Engagement! Und bloß nicht zu viel Angst

Die Bildungsinitiative Ferhat Unvar ist mit dem Walter-Dirks-Preis ausgezeichnet worden. Bei der Vorstellung der wichtigen Arbeit wurde deutlich: Nur, wenn sich Menschen mit aller Kraft gegen den Hass stemmen, hat die Gesellschaft eine Chance, ihn irgendwann zu überwinden.

Jedes gewalttätig beendete Leben ist eines zu viel: Diese Aussage aus dem Buch „Traumaland – Eine Spurensuche in Deutscher Vergangenheit und Gegenwart“ von Asal Dardan wirkte wie eine Klammer, die die verschiedenen Elemente des Walter-Dirks-Tags 2025 am Samstagnachmittag im Haus am Dom und im Bartholomäusdom zusammenfasste.

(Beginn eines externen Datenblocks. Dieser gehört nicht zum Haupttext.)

pub type CompileResult<T> = std::result::Result<T, CompileError>;

/// A markup document that could not be read as well-formed XML.
///
/// Positions are 1-indexed and point into the template source as written,
/// not into the `<t>` wrapper the reader adds around it.
#[cfg_attr(feature = "serde", derive(serde::Serialize, serde::Deserialize))]
#[derive(Debug, Clone, PartialEq, Eq, Hash, thiserror::Error)]
#[error("Invalid XML in template at line {line}, column {column}: {message}")]
pub struct MarkupError {
    pub line: usize,
    pub column: usize,
    pub message: String,
}

impl MarkupError {
    /// Builds an error for the byte `offset` into `source`.
    pub(crate) fn at_offset<M: Into<String>>(source: &str, offset: usize, message: M) -> Self {
        let offset = offset.min(source.len());
        let mut line = 1;
        let mut line_start = 0;
        for (idx, ch) in source.char_indices() {
            if idx >= offset {
                break;
            }
            if ch == '\n' {
                line += 1;
                line_start = idx + 1;
            }
        }
        let column = source
            .get(line_start..offset)
            .map_or(1, |prefix| prefix.chars().count() + 1);
        Self {
            line,
            column,
            message: message.into(),
        }
    }
}

#[cfg_attr(feature = "serde", derive(serde::Serialize, serde::Deserialize))]
#[derive(Debug, Clone, PartialEq, Eq, Hash, thiserror::Error)]
pub enum CompileError {
    #[error("Tokenizer error: could not tokenize `{expression}`")]
    Tokenize { expression: String },

    #[error(transparent)]
    Markup(#[from] MarkupError),

    #[error(
        "Directive t-foreach should always be used with a t-key! (expression: t-foreach=\"{collection}\" t-as=\"{alias}\")"
    )]
    MissingLoopKey { collection: String, alias: String },

    #[error("t-elif and t-else directives must be preceded by a t-if or t-elif directive")]
    OrphanBranch,

    #[error("Only one conditional branching directive is allowed per node")]
    MultipleBranches,

    #[error("text is not allowed between branching directives")]
    TextBetweenBranches,

    #[error("t-if cannot stay at the same level as t-foreach when using t-elif or t-else")]
    BranchOnLoop,

    #[error("Unknown event modifier: '{modifier}'")]
    UnknownEventModifier { modifier: String },

    #[error("Missing event name with t-on directive")]
    MissingEventName,

    #[error("The t-model directive only works with <input>, <textarea> and <select> (used on a <{tag}>)")]
    ModelOnInvalidElement { tag: String },

    #[error("Invalid t-model expression: \"{expression}\" (it should be assignable)")]
    InvalidModelTarget { expression: String },

    #[error("Invalid tag name: '{tag}'")]
    InvalidTagName { tag: String },

    #[error("Invalid attribute: '{attribute}'")]
    InvalidAttribute { attribute: String },

    #[error("Unknown QWeb directive: '{directive}'")]
    UnknownDirective { directive: String },

    #[error("{message}")]
    UnsupportedComponentDirective { directive: String, message: String },

    #[error("Directive 't-component' can only be used on <t> nodes (used on a <{tag}>)")]
    DynamicComponentOnElement { tag: String },

    #[error("Directive 't-set-slot' can only be used on <t> nodes (used on a <{tag}>)")]
    SetSlotOnElement { tag: String },

    #[error("Cannot have {directive} on a component that already has content")]
    OutputOnComponentWithContent { directive: String },

    #[error("Invalid prop suffix: '{prop}'")]
    InvalidPropSuffix { prop: String },

    #[error("Template already exists: {template_name}")]
    TemplateExists { template_name: String },

    #[error("Template not found: {template_name}")]
    MissingTemplate { template_name: String },
}

impl CompileError {
    pub(crate) fn tokenize<E: Into<String>>(expression: E) -> Self {
        Self::Tokenize {
            expression: expression.into(),
        }
    }

    /// Error for a `t-` directive that has no meaning on a component node.
    pub(crate) fn component_directive(directive: &str) -> Self {
        let family: Vec<&str> = directive.splitn(3, '-').take(2).collect();
        let message = match family.join("-").as_str() {
            "t-ref" => "t-ref is no longer supported on components. Consider exposing only the public part of the component's API through a callback prop.".to_string(),
            "t-att" => "t-att makes no sense on component: props are already treated as expressions".to_string(),
            "t-attf" => "t-attf is not supported on components: use template strings for string interpolation in props".to_string(),
            _ => format!("unsupported directive on Component: {directive}"),
        };
        Self::UnsupportedComponentDirective {
            directive: directive.to_string(),
            message,
        }
    }
}

#[cfg(test)]
mod tests {
    use super::*;

    #[test]
    #[ntest::timeout(100)]
    fn test_markup_error_position() {
        let source = "<div>\n  <span>\n</div>";
        let err = MarkupError::at_offset(source, 16, "mismatch");
        assert_eq!(err.line, 3);
        assert_eq!(err.column, 2);
    }

    #[test]
    #[ntest::timeout(100)]
    fn test_markup_error_offset_past_end() {
        let err = MarkupError::at_offset("ab", 10, "eof");
        assert_eq!((err.line, err.column), (1, 3));
    }

    #[test]
    #[ntest::timeout(100)]
    fn test_component_directive_messages() {
        let err = CompileError::component_directive("t-ref");
        assert!(err.to_string().contains("t-ref is no longer supported"));

        let err = CompileError::component_directive("t-attf-class");
        assert!(err.to_string().contains("t-attf is not supported"));

        let err = CompileError::component_directive("t-att-class");
        assert!(err.to_string().contains("t-att makes no sense"));

        let err = CompileError::component_directive("t-whatever");
        assert_eq!(err.to_string(), "unsupported directive on Component: t-whatever");
    }
}
mod fixtures;

use fixtures::{generate_random_whitespace, generate_random_whitespace_at_least_one, get_compiler};
use qwebc::{
    Ast, CompileError, CompileOptions, TemplateCompiler, TemplateSet, compile, compile_expr, parse,
    parse_markup,
};

// No runtime is involved here: the block markup is what the runtime clones,
// so a static template must come out of the compiler as its own markup.
#[test]
#[ntest::timeout(100)]
fn test_static_markup_round_trip() {
    let source = "<section class=\"card\"><h1>Title</h1><p>Some <b>bold</b> text</p></section>";
    let compiled = compile(source, &CompileOptions::default()).unwrap();

    assert_eq!(compiled.blocks.len(), 1, "static markup fits in one block");
    assert_eq!(compiled.blocks[0].markup, source);
    assert!(
        !compiled.blocks[0].markup.contains("block-"),
        "static markup has no placeholders"
    );
    assert!(compiled.helpers.is_empty());
    assert!(compiled.code.ends_with("return block1();\n  }"));
}

#[test]
#[ntest::timeout(100)]
fn test_static_markup_structure_survives() {
    let source = concat!(
        "<section class=\"card\" data-x=\"&lt;1&gt;\">",
        "<h1>Title &amp; more</h1><p>Some <b>bold</b> text<br/></p>",
        "</section>"
    );
    let compiled = compile(source, &CompileOptions::default()).unwrap();
    assert_eq!(compiled.blocks.len(), 1);

    // The emitted markup reads back as the same tree as the template.
    let emitted = parse_markup(&compiled.blocks[0].markup).unwrap();
    let expected = parse_markup(source).unwrap();
    assert_eq!(emitted, expected);
}

#[test]
#[ntest::timeout(100)]
fn test_compilation_is_deterministic() {
    let source = concat!(
        "<div t-on-click=\"ev => state.toggle(ev)\">",
        "<t t-foreach=\"items\" t-as=\"item\" t-key=\"item.id\"><Item value=\"item\"/></t>",
        "<t t-if=\"state.open\"><t t-slot=\"default\"/></t>",
        "</div>"
    );
    let options = CompileOptions::new().with_dev(true);
    let first = compile(source, &options).unwrap();
    let second = compile(source, &options).unwrap();
    assert_eq!(first, second, "numbering restarts with every compilation");

    // The same holds for a registry compiling a cached template.
    let mut compiler = get_compiler();
    compiler.add_template("main", source).unwrap();
    let named = compiler.compile("main", &options).unwrap();
    let again = compiler.compile("main", &options).unwrap();
    assert_eq!(named, again);
    assert_eq!(named.blocks, first.blocks);
}

#[test]
#[ntest::timeout(100)]
fn test_expression_rewriting() {
    let expr = "state.items.filter(item => item.done && filter).length";
    assert_eq!(compile_expr(expr).unwrap(), compile_expr(expr).unwrap());
    assert_eq!(
        compile_expr(expr).unwrap(),
        "ctx['state'].items.filter(_item=>_item.done&&ctx['filter']).length"
    );

    // Object literal shorthand.
    assert_eq!(compile_expr("{a}").unwrap(), "{a:ctx['a']}");

    // Lambda parameters stay local, the same names outside do not.
    assert_eq!(
        compile_expr("(a, b) => a + b + c").unwrap(),
        "(_a,_b)=>_a+_b+ctx['c']"
    );
}

#[test]
#[ntest::timeout(100)]
fn test_loop_requires_key() {
    let without_key = "<ul><li t-foreach=\"items\" t-as=\"item\" t-esc=\"item\"/></ul>";
    let err = compile(without_key, &CompileOptions::default()).unwrap_err();
    assert_eq!(
        err,
        CompileError::MissingLoopKey {
            collection: "items".to_string(),
            alias: "item".to_string(),
        }
    );
    assert!(err.to_string().contains("t-key"));

    let with_key = format!(
        "<ul><li t-foreach=\"items\" t-as=\"item\" t-key=\"{}item.id{}\" t-esc=\"item\"/></ul>",
        generate_random_whitespace(),
        generate_random_whitespace(),
    );
    let compiled = compile(&with_key, &CompileOptions::default()).unwrap();
    assert!(compiled.code.contains("const key1 = ctx['item'].id;"));
}

#[test]
#[ntest::timeout(100)]
fn test_elif_siblings() {
    let source = format!(
        "<div><t t-if=\"a\">A</t>{}<t t-elif=\"b\">B</t>{}<t t-elif=\"c\">C</t></div>",
        generate_random_whitespace_at_least_one(),
        generate_random_whitespace_at_least_one(),
    );
    let compiled = compile(&source, &CompileOptions::default()).unwrap();
    assert!(compiled.code.contains("} else if (ctx['b']) {"));
    assert!(compiled.code.contains("} else if (ctx['c']) {"));
    assert!(compiled.code.contains("let b2,b3,b4;"));

    let with_text = "<div><t t-if=\"a\">A</t>text<t t-elif=\"b\">B</t></div>";
    assert_eq!(
        compile(with_text, &CompileOptions::default()).unwrap_err(),
        CompileError::TextBetweenBranches
    );
}

#[test]
#[ntest::timeout(100)]
fn test_output_on_component_with_content() {
    let source = "<Child t-out=\"value\"><p>content</p></Child>";
    let err = compile(source, &CompileOptions::default()).unwrap_err();
    assert!(matches!(err, CompileError::OutputOnComponentWithContent { .. }));

    let source = "<Child t-out=\"value\"/>";
    let compiled = compile(source, &CompileOptions::default()).unwrap();
    assert!(compiled.code.contains("safeOutput(ctx['value'])"));
    assert_eq!(compiled.functions, vec!["slot1"]);
}

// Duplicate keys are a render-time error. Without a runtime, the check is
// asserted on the generated loop body: it throws on a repeated key, so the
// first pass over distinct keys succeeds and a later pass with a duplicate fails.
#[test]
#[ntest::timeout(100)]
fn test_duplicate_key_check_in_dev_mode() {
    let source = "<div><p t-foreach=\"rows\" t-as=\"row\" t-key=\"row.id\" t-esc=\"row.id\"/></div>";

    let dev = compile(source, &CompileOptions::new().with_dev(true)).unwrap();
    assert!(dev.code.contains("const keys2 = new Set();"));
    assert!(dev.code.contains(
        "if (keys2.has(String(key1))) { throw new OwlError(`Got duplicate key in t-foreach: ${key1}`)}"
    ));
    assert!(dev.code.contains("keys2.add(String(key1));"));
    assert!(dev.helpers.contains(&"OwlError".to_string()));

    let production = compile(source, &CompileOptions::default()).unwrap();
    assert!(!production.code.contains("keys2"));
    assert!(!production.helpers.contains(&"OwlError".to_string()));
}

#[test]
#[ntest::timeout(100)]
fn test_unknown_event_modifier() {
    let err = compile("<button t-on-click.once=\"f\"/>", &CompileOptions::default()).unwrap_err();
    assert_eq!(
        err,
        CompileError::UnknownEventModifier {
            modifier: "once".to_string()
        }
    );
}

#[test]
#[ntest::timeout(100)]
fn test_grammar_errors() {
    let options = CompileOptions::default();
    let cases = [
        ("<block-div/>", "Invalid tag name"),
        ("<div block-x=\"1\"/>", "Invalid attribute"),
        ("<div t-foo=\"1\"/>", "Unknown QWeb directive"),
        ("<div t-model=\"state.x\"/>", "t-model directive only works"),
        ("<input t-model=\"state\"/>", "Invalid t-model expression"),
        ("<t t-else=\"\">x</t>", "must be preceded by a t-if"),
        ("<Comp t-ref=\"r\"/>", "t-ref is no longer supported"),
        ("<div t-component=\"C\"/>", "can only be used on <t> nodes"),
        ("<Comp a.foo=\"x\"/>", "Invalid prop suffix"),
        ("<div><p></div>", "Invalid XML"),
    ];
    for (source, message) in cases {
        let err = compile(source, &options).unwrap_err();
        assert!(
            err.to_string().contains(message),
            "{source}: expected `{message}` in `{err}`"
        );
    }
}

#[test]
#[ntest::timeout(100)]
fn test_component_with_slots_and_events() {
    let source = concat!(
        "<Dialog title=\"state.title\" t-on-close=\"() => state.open = false\">",
        "<t t-set-slot=\"footer\"><button t-on-click=\"save\">Save</button></t>",
        "<p t-esc=\"state.body\"/>",
        "</Dialog>"
    );
    let compiled = compile(source, &CompileOptions::default()).unwrap();
    let code = &compiled.code;

    assert_eq!(compiled.functions, vec!["slot1", "slot2"]);
    assert!(code.contains("const comp1 = app.createComponent(`Dialog`, true, true, false, false);"));
    assert!(code.contains("const catcher1 = createCatcher({\"close\":0});"));
    assert!(code.contains("const v1 = ctx['state'];"));
    assert!(code.contains("const hdlr2 = [()=>v1.open=false, ctx];"));
    // `t-set-slot` can not alter the context, but the source scan is textual.
    assert!(code.contains("const ctx1 = capture(ctx);"));
    assert!(code.contains(concat!(
        "return catcher1(comp1({title: ctx['state'].title,slots: markRaw({",
        "'footer': {__render: slot1, __ctx: ctx1}, 'default': {__render: slot2, __ctx: ctx1}})}, ",
        "key + `__1`, node, this, null), [hdlr2]);"
    )));
    assert_eq!(compiled.helpers, vec!["capture", "markRaw", "createCatcher"]);
}

#[test]
#[ntest::timeout(100)]
fn test_sub_templates() {
    let mut templates = TemplateSet::new();
    let added = templates
        .add_templates(concat!(
            "<templates>\n",
            "  <t t-name=\"page\"><main><t t-call=\"row\"><b>inner</b></t></main></t>\n",
            "  <div t-name=\"row\" class=\"row\"><t t-esc=\"0\"/></div>\n",
            "</templates>"
        ))
        .unwrap();
    assert_eq!(added, 2);

    let compiled = templates.compile_all(&CompileOptions::default()).unwrap();
    let page = &compiled[0];
    assert_eq!(page.name.as_deref(), Some("page"));
    assert!(page.code.contains("const callTemplate_1 = app.getTemplate(`row`);"));
    assert!(page.code.contains("ctx[zero] = b2;"));
    assert_eq!(page.helpers, vec!["isBoundary", "zero"]);

    let row = &compiled[1];
    assert_eq!(row.blocks[0].markup, "<div class=\"row\"><block-text-0/></div>");
    assert!(row.code.contains("let txt1 = ctx[zero];"));
}

#[test]
#[ntest::timeout(100)]
fn test_translation_hook() {
    let options = CompileOptions::new()
        .with_translate_fn(|text| format!("[{text}]"))
        .with_translatable_attributes(["aria-label", "-alt"]);
    let source = "<div aria-label=\"Close\" alt=\"x\">\n  Hello world\n<span t-translation=\"off\">raw</span></div>";
    let compiled = compile(source, &options).unwrap();
    assert_eq!(
        compiled.blocks[0].markup,
        "<div aria-label=\"[Close]\" alt=\"x\"> [Hello world] <span>raw</span></div>"
    );
}

#[test]
#[ntest::timeout(100)]
fn test_parse_is_public() {
    let ast = parse("<t t-esc=\"a\"/>").unwrap();
    assert!(matches!(ast, Ast::Escape(_)));
    assert_eq!(parse("").unwrap(), Ast::Text(String::new()));
}

#[test]
#[ntest::timeout(100)]
fn test_function_source() {
    let options = CompileOptions::new().with_name("web.Counter");
    let compiled = compile("<span t-esc=\"props.value\"/>", &options).unwrap();
    let source = compiled.function_source();
    assert!(source.starts_with("function web_Counter(app, bdom, helpers\n) {\n"));
    assert!(source.contains("// Template name: \"web.Counter\""));
    assert!(source.ends_with("return block1([txt1]);\n  }\n}"));
}

#[test]
#[ntest::timeout(100)]
fn test_add_templates_is_atomic() {
    let mut templates = TemplateSet::new();
    templates.add_template("base", "<div/>").unwrap();

    let broken = "<templates><div t-name=\"a\">ok</div><div t-name=\"b\" t-foo=\"1\"/></templates>";
    let err = templates.add_templates(broken).unwrap_err();
    assert_eq!(
        err,
        CompileError::UnknownDirective {
            directive: "t-foo".to_string()
        }
    );
    assert_eq!(templates.names(), vec!["base"]);

    // The corrected document registers cleanly.
    let fixed = "<templates><div t-name=\"a\">ok</div><div t-name=\"b\" t-esc=\"1\"/></templates>";
    assert_eq!(templates.add_templates(fixed).unwrap(), 2);
    assert_eq!(templates.names(), vec!["a", "b", "base"]);

    // A name clash with the registry rejects the whole document.
    let clash = "<templates><p t-name=\"c\"/><p t-name=\"base\"/></templates>";
    assert!(matches!(
        templates.add_templates(clash),
        Err(CompileError::TemplateExists { .. })
    ));
    assert!(!templates.contains("c"));
}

Sich gegen den Hass zu stellen, das steht ganz im Geist von Walter Dirks (1901-1991), der die sozialen Probleme seiner Zeit nicht nur erkannt, sondern sie auch analytisch beschrieben hat. „Wir als Bildungsinitiative stehen wie Walter Dirks für Gerechtigkeit und Demokratie, deshalb freuen wir uns sehr, diese Auszeichnung zu erhalten“, sagte Öffentlichkeitsarbeiterin Hanna Frank von der Bildungsinitiative, die die Arbeit gemeinsam mit ihren Kolleginnen Büsra Cürebal und Nouha El Jazouli vorstellte.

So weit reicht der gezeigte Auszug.